By Piers Henwood
I have a theory that not all hit songs become hit songs.
This idea implies that a hit song – like a Platonic Form – has an essence and inherent value, regardless of the audience it reaches. I believe this can be a useful model to apply to creative pursuit in any field, and can also fuel long-term motivation for creators.
A hit typically means that a song has reached a significant mainstream audience, and the word “hit” colloquially describes the song’s chart (i.e., market) performance more than its inherent character. But what about songs whose inherent character is so compelling and timeless that the size of their audience is irrelevant?
The job of managers and A&R people historically has been to find hits, before they’re hits: a song that has melodic, lyrical, and rhythmic characteristics capable of making it resonate deeply. In my work as a manager, I‘ve been moved so deeply by clients’ songs that they’ve become “hits” in my own life experience, irrespective of their eventual popularity. There are songs whose DNA unlocks significant emotion for specific groups of people. Their form and essence are so remarkable that their mass popularity becomes secondary.
Perhaps this is more easily understood in the visual medium; for example, most people would likely agree that Van Gogh’s “Starry Night” embodied its greatness the moment the paint dried (in essence, it was a “hit” when completed), and not solely years later when the market caught up posthumously.
The internet gives us a second factor to consider when thinking philosophically about hits – it makes niche fame possible. As David Perell has observed, this is a category of fame distinct from celebrity fame. “People who are Niche Famous are well-known in a small circle of influence, but virtually unknown outside of it.” They’re deeply cherished by a smaller number of people, and typically the degree of emotional impact is significant.
Artists can build fanbases, powered by songs that become hits within a devoted community
Streaming platforms like Spotify, Apple Music, and Amazon Music make niche hits and niche fame possible – so we can still apply a market lens to great songs that don’t become mainstream chart hits. Artists can build fanbases, powered by songs that become hits within a devoted community. Those songs typically have a form and essence that create a significant degree of recurring emotional impact for a niche group of people. I believe that’s enough to justify using the word “hit,” regardless of chart position. We’ve seen this repeatedly with Tegan and Sara, and more recently with Luca Fogale (both of whom have been management clients of mine).

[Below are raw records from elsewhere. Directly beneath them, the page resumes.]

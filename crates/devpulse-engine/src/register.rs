use chrono::{DateTime, Utc};
use tracing::instrument;

use devpulse_core::{AdvancedSettings, EnrollError};
use devpulse_store::enrollments::Enrollment;
use devpulse_store::invites::InviteRepo;
use devpulse_store::users::{NewUser, User, UserRepo};
use devpulse_store::Database;

use crate::enroll::EnrollmentWriter;
use crate::resolver;

/// The fields a registrant submits.
#[derive(Clone, Debug)]
pub struct Registration {
    pub username: String,
    pub email: String,
    pub password: String,
    pub first_name: Option<String>,
    pub last_name: Option<String>,
}

/// Invitation-gated registration: only addresses holding a pending invite
/// may create an account.
pub struct Registrar {
    db: Database,
    settings: AdvancedSettings,
}

impl Registrar {
    pub fn new(db: Database, settings: AdvancedSettings) -> Self {
        Self { db, settings }
    }

    /// Register a new user. Validation failures surface before any row is
    /// written; the enrollment side is compensated by [`EnrollmentWriter`].
    #[instrument(skip(self, params), fields(username = %params.username))]
    pub fn register(
        &self,
        params: &Registration,
        now: DateTime<Utc>,
    ) -> Result<(User, Option<Enrollment>), EnrollError> {
        if !self.settings.allow_register {
            return Err(EnrollError::RegistrationDisabled);
        }
        if params.username.trim().is_empty() {
            return Err(EnrollError::MissingField("username"));
        }
        if params.email.trim().is_empty() {
            return Err(EnrollError::MissingField("email"));
        }
        if params.password.trim().is_empty() {
            return Err(EnrollError::MissingField("password"));
        }

        let email = params.email.to_lowercase();
        let invite = InviteRepo::new(self.db.clone())
            .find_by_email(&email)?
            .ok_or(EnrollError::NotInvited)?;
        let role = resolver::resolve_role(&self.db, &invite, &self.settings)?;

        let users = UserRepo::new(self.db.clone());
        if users.find_by_username(&params.username)?.is_some() {
            return Err(EnrollError::UsernameTaken);
        }
        if self.settings.unique_email && users.find_by_email(&email)?.is_some() {
            return Err(EnrollError::EmailTaken);
        }

        let new_user = NewUser {
            username: params.username.clone(),
            email,
            password: params.password.clone(),
            first_name: params.first_name.clone(),
            last_name: params.last_name.clone(),
            role_id: role.id.clone(),
        };
        EnrollmentWriter::new(self.db.clone()).provision_and_enroll(&new_user, &role, &invite, now)
    }
}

When we arrived with Tegan and Sara at the Santiago airport for their first-ever performance in Chile in 2017, there were about 100 screaming and crying fans waiting desperately at the airport gate. It wasn’t The Beatles landing at JFK Airport in 1964 in terms of numbers, but it was identical in terms of intensity. Emotions settled when Tegan and Sara started taking selfies and signing autographs, and the fans spontaneously started singing the Tegan and Sara song “Call It Off” – in essence, serenading their idols between screams and tears.
A melody and lyric had traveled the globe via streaming. “Call it Off” is a bona fide hit within the Tegan and Sara fanbase. Even though it never charted after its release in 2007, there are hundreds of thousands of people who’ve sung along to it, both in concert and at home.
I think these considerations can provide consistent fuel for creators over the course of a career. Just like a founder shouldn’t say to herself, “it’s not worth starting a business unless I can become Elon Musk or Jeff Bezos,” no one should use chart hits and celebrity fame as the only barometer of success and motivation in the arts.
We can’t ignore the market, but we can take pleasure in the Platonic Form of great songwriting and great artistic form. And in the process we can use those songs to build deep and meaningful connections with niche audiences of any size.